**WHAT IS REQUIRED**. The records below must be transcribed exactly.
Start of MATERIALS PROVIDED
//! Publishing pre-built charts for a static rendering surface.
//!
//! Builds the overview and every area's detail chart and writes them, with
//! an index, under `charts/`:
//! - `charts/overview.json`
//! - `charts/detail/{slug}.json`
//! - `charts/index.json`
//!
//! Files go to a local directory or an S3 bucket, optionally gzipped.

use anyhow::{Result, bail};
use chrono::{NaiveDate, NaiveDateTime};
use flate2::Compression;
use flate2::write::GzEncoder;
use serde::Serialize;
use std::collections::HashMap;
use std::io::Write;
use std::path::PathBuf;
use tracing::{info, warn};

use crate::charts::ChartAssembler;
use crate::error::Error;
use crate::store::DashboardSnapshot;

const PREFIX: &str = "charts";

pub enum Destination {
    Local(PathBuf),
    S3 {
        client: aws_sdk_s3::Client,
        bucket: String,
    },
}

impl Destination {
    pub async fn s3(bucket: &str) -> Self {
        let config = aws_config::load_from_env().await;
        Destination::S3 {
            client: aws_sdk_s3::Client::new(&config),
            bucket: bucket.to_string(),
        }
    }
}

/// Summary entry for one published area.
#[derive(Debug, Serialize)]
pub struct ChartIndexEntry {
    pub area: String,
    pub slug: String,
    pub latest_date: NaiveDate,
    pub latest_rt: f64,
    pub latest_low: f64,
    pub latest_high: f64,
}

/// Top-level listing served as `charts/index.json`.
#[derive(Debug, Serialize)]
pub struct ChartIndex {
    pub updated: NaiveDateTime,
    pub credible_interval: u8,
    pub areas: Vec<ChartIndexEntry>,
}

/// File-name-safe form of an area name: `Dallas-Fort Worth` → `dallas-fort-worth`.
pub fn slug(area: &str) -> String {
    let mut out = String::with_capacity(area.len());
    for c in area.chars() {
        if c.is_ascii_alphanumeric() {
            out.push(c.to_ascii_lowercase());
        } else if !out.ends_with('-') {
            out.push('-');
        }
    }
    out.trim_matches('-').to_string()
}

/// Builds and writes every chart. Areas without rows are skipped; when no
/// area has rows only the index is written.
///
/// # Errors
///
/// Fails before writing anything if two areas share a slug.
#[tracing::instrument(skip_all, fields(gzip))]
pub async fn publish(
    snapshot: &DashboardSnapshot,
    assembler: &ChartAssembler,
    destination: &Destination,
    gzip: bool,
) -> Result<ChartIndex> {
    let mut slugs: HashMap<String, String> = HashMap::new();
    for area in snapshot.areas() {
        if let Some(other) = slugs.insert(slug(&area), area.clone()) {
            bail!("areas '{other}' and '{area}' both publish as '{}'", slug(&area));
        }
    }

    let mut entries = Vec::new();
    let mut plotted = Vec::new();

    for area in snapshot.areas() {
        let chart = match assembler.build_detail(snapshot, &area) {
            Ok(chart) => chart,
            Err(e @ Error::EmptySeries(_)) => {
                warn!(area = %area, error = %e, "Skipping area");
                continue;
            }
            Err(e) => return Err(e.into()),
        };

        let slug = slug(&area);
        write(destination, &format!("{PREFIX}/detail/{slug}.json"), &chart, gzip).await?;

        let result = snapshot.get(&area)?;
        if let Some(latest) = result.latest() {
            entries.push(ChartIndexEntry {
                area: area.clone(),
                slug,
                latest_date: latest.date,
                latest_rt: latest.ml,
                latest_low: latest.low,
                latest_high: latest.high,
            });
        }
        plotted.push(area);
    }

    if plotted.is_empty() {
        warn!("No area has rows; overview not written");
    } else {
        let overview = assembler.build_overview(snapshot, &plotted)?;
        write(destination, &format!("{PREFIX}/overview.json"), &overview, gzip).await?;
    }

    let index = ChartIndex {
        updated: snapshot.timestamp,
        credible_interval: snapshot.credible_interval,
        areas: entries,
    };
    write(destination, &format!("{PREFIX}/index.json"), &index, gzip).await?;

    info!(areas = index.areas.len(), "Charts published");
    Ok(index)
}

/// Serializes `value` and writes it to `key` under the destination.
async fn write(
    destination: &Destination,
    key: &str,
    value: &impl Serialize,
    gzip: bool,
) -> Result<()> {
    let json = serde_json::to_vec(value)?;
    let (body, key) = if gzip {
        let mut encoder = GzEncoder::new(Vec::new(), Compression::default());
        encoder.write_all(&json)?;
        (encoder.finish()?, format!("{key}.gz"))
    } else {
        (json, key.to_string())
    };

    match destination {
        Destination::Local(dir) => {
            let path = dir.join(&key);
            if let Some(parent) = path.parent() {
                tokio::fs::create_dir_all(parent).await?;
            }
            tokio::fs::write(&path, &body).await?;
        }
        Destination::S3 { client, bucket } => {
            client
                .put_object()
                .bucket(bucket)
                .key(&key)
                .body(body.into())
                .content_type("application/json")
                .send()
                .await?;
        }
    }
    Ok(())
}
End of MATERIALS PROVIDED
**ANSWER TO THIS PROBLEM**.
//! Publishing pre-built charts for a static rendering surface.
//!
//! Builds the overview and every area's detail chart and writes them, with
//! an index, under `charts/`:
//! - `charts/overview.json`
//! - `charts/detail/{slug}.json`
//! - `charts/index.json`
//!
//! Files go to a local directory or an S3 bucket, optionally gzipped.

use anyhow::{Result, bail};
use chrono::{NaiveDate, NaiveDateTime};
use flate2::Compression;
use flate2::write::GzEncoder;
use serde::Serialize;
use std::collections::HashMap;
use std::io::Write;
use std::path::PathBuf;
use tracing::{info, warn};

use crate::charts::ChartAssembler;
use crate::error::Error;
use crate::store::DashboardSnapshot;

const PREFIX: &str = "charts";

pub enum Destination {
    Local(PathBuf),
    S3 {
        client: aws_sdk_s3::Client,
        bucket: String,
    },
}

impl Destination {
    pub async fn s3(bucket: &str) -> Self {
        let config = aws_config::load_from_env().await;
        Destination::S3 {
            client: aws_sdk_s3::Client::new(&config),
            bucket: bucket.to_string(),
        }
    }
}

/// Summary entry for one published area.
#[derive(Debug, Serialize)]
pub struct ChartIndexEntry {
    pub area: String,
    pub slug: String,
    pub latest_date: NaiveDate,
    pub latest_rt: f64,
    pub latest_low: f64,
    pub latest_high: f64,
}

/// Top-level listing served as `charts/index.json`.
#[derive(Debug, Serialize)]
pub struct ChartIndex {
    pub updated: NaiveDateTime,
    pub credible_interval: u8,
    pub areas: Vec<ChartIndexEntry>,
}

/// File-name-safe form of an area name: `Dallas-Fort Worth` → `dallas-fort-worth`.
pub fn slug(area: &str) -> String {
    let mut out = String::with_capacity(area.len());
    for c in area.chars() {
        if c.is_ascii_alphanumeric() {
            out.push(c.to_ascii_lowercase());
        } else if !out.ends_with('-') {
            out.push('-');
        }
    }
    out.trim_matches('-').to_string()
}

/// Builds and writes every chart. Areas without rows are skipped; when no
/// area has rows only the index is written.
///
/// # Errors
///
/// Fails before writing anything if two areas share a slug.
#[tracing::instrument(skip_all, fields(gzip))]
pub async fn publish(
    snapshot: &DashboardSnapshot,
    assembler: &ChartAssembler,
    destination: &Destination,
    gzip: bool,
) -> Result<ChartIndex> {
    let mut slugs: HashMap<String, String> = HashMap::new();
    for area in snapshot.areas() {
        if let Some(other) = slugs.insert(slug(&area), area.clone()) {
            bail!("areas '{other}' and '{area}' both publish as '{}'", slug(&area));
        }
    }

    let mut entries = Vec::new();
    let mut plotted = Vec::new();

    for area in snapshot.areas() {
        let chart = match assembler.build_detail(snapshot, &area) {
            Ok(chart) => chart,
            Err(e @ Error::EmptySeries(_)) => {
                warn!(area = %area, error = %e, "Skipping area");
                continue;
            }
            Err(e) => return Err(e.into()),
        };

        let slug = slug(&area);
        write(destination, &format!("{PREFIX}/detail/{slug}.json"), &chart, gzip).await?;

        let result = snapshot.get(&area)?;
        if let Some(latest) = result.latest() {
            entries.push(ChartIndexEntry {
                area: area.clone(),
                slug,
                latest_date: latest.date,
                latest_rt: latest.ml,
                latest_low: latest.low,
                latest_high: latest.high,
            });
        }
        plotted.push(area);
    }

    if plotted.is_empty() {
        warn!("No area has rows; overview not written");
    } else {
        let overview = assembler.build_overview(snapshot, &plotted)?;
        write(destination, &format!("{PREFIX}/overview.json"), &overview, gzip).await?;
    }

    let index = ChartIndex {
        updated: snapshot.timestamp,
        credible_interval: snapshot.credible_interval,
        areas: entries,
    };
    write(destination, &format!("{PREFIX}/index.json"), &index, gzip).await?;

    info!(areas = index.areas.len(), "Charts published");
    Ok(index)
}

/// Serializes `value` and writes it to `key` under the destination.
async fn write(
    destination: &Destination,
    key: &str,
    value: &impl Serialize,
    gzip: bool,
) -> Result<()> {
    let json = serde_json::to_vec(value)?;
    let (body, key) = if gzip {
        let mut encoder = GzEncoder::new(Vec::new(), Compression::default());
        encoder.write_all(&json)?;
        (encoder.finish()?, format!("{key}.gz"))
    } else {
        (json, key.to_string())
    };

    match destination {
        Destination::Local(dir) => {
            let path = dir.join(&key);
            if let Some(parent) = path.parent() {
                tokio::fs::create_dir_all(parent).await?;
            }
            tokio::fs::write(&path, &body).await?;
        }
        Destination::S3 { client, bucket } => {
            client
                .put_object()
                .bucket(bucket)
                .key(&key)
                .body(body.into())
                .content_type("application/json")
                .send()
                .await?;
        }
    }
    Ok(())
}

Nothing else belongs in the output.